▶ [Problem to solve]: Please write out the final portion of the records below exactly: the line containing "- Migration version", every line after it, and nothing else.

------------------------------------------------------------------------

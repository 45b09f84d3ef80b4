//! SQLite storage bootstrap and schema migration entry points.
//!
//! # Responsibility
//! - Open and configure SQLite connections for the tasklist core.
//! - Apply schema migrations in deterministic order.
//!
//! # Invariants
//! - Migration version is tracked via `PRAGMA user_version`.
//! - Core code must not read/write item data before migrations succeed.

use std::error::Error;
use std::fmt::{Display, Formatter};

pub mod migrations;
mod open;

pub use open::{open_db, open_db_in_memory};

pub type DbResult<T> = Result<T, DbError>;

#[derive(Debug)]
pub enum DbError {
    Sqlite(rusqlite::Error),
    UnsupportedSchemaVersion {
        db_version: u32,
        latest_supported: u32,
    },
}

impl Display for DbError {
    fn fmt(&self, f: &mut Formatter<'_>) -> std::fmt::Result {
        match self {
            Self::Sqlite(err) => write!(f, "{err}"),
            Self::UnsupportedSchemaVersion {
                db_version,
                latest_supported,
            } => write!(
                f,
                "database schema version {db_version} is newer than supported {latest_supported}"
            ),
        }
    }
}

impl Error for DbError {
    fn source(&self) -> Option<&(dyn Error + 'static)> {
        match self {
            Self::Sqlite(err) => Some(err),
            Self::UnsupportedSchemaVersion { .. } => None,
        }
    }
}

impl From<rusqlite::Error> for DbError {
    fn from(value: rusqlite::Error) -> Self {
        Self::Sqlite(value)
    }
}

------------------------------------------------------------------------

▶ [Solution]:
//! - Migration version is tracked via `PRAGMA user_version`.
//! - Core code must not read/write item data before migrations succeed.

use std::error::Error;
use std::fmt::{Display, Formatter};

pub mod migrations;
mod open;

pub use open::{open_db, open_db_in_memory};

pub type DbResult<T> = Result<T, DbError>;

#[derive(Debug)]
pub enum DbError {
    Sqlite(rusqlite::Error),
    UnsupportedSchemaVersion {
        db_version: u32,
        latest_supported: u32,
    },
}

impl Display for DbError {
    fn fmt(&self, f: &mut Formatter<'_>) -> std::fmt::Result {
        match self {
            Self::Sqlite(err) => write!(f, "{err}"),
            Self::UnsupportedSchemaVersion {
                db_version,
                latest_supported,
            } => write!(
                f,
                "database schema version {db_version} is newer than supported {latest_supported}"
            ),
        }
    }
}

impl Error for DbError {
    fn source(&self) -> Option<&(dyn Error + 'static)> {
        match self {
            Self::Sqlite(err) => Some(err),
            Self::UnsupportedSchemaVersion { .. } => None,
        }
    }
}

impl From<rusqlite::Error> for DbError {
    fn from(value: rusqlite::Error) -> Self {
        Self::Sqlite(value)
    }
}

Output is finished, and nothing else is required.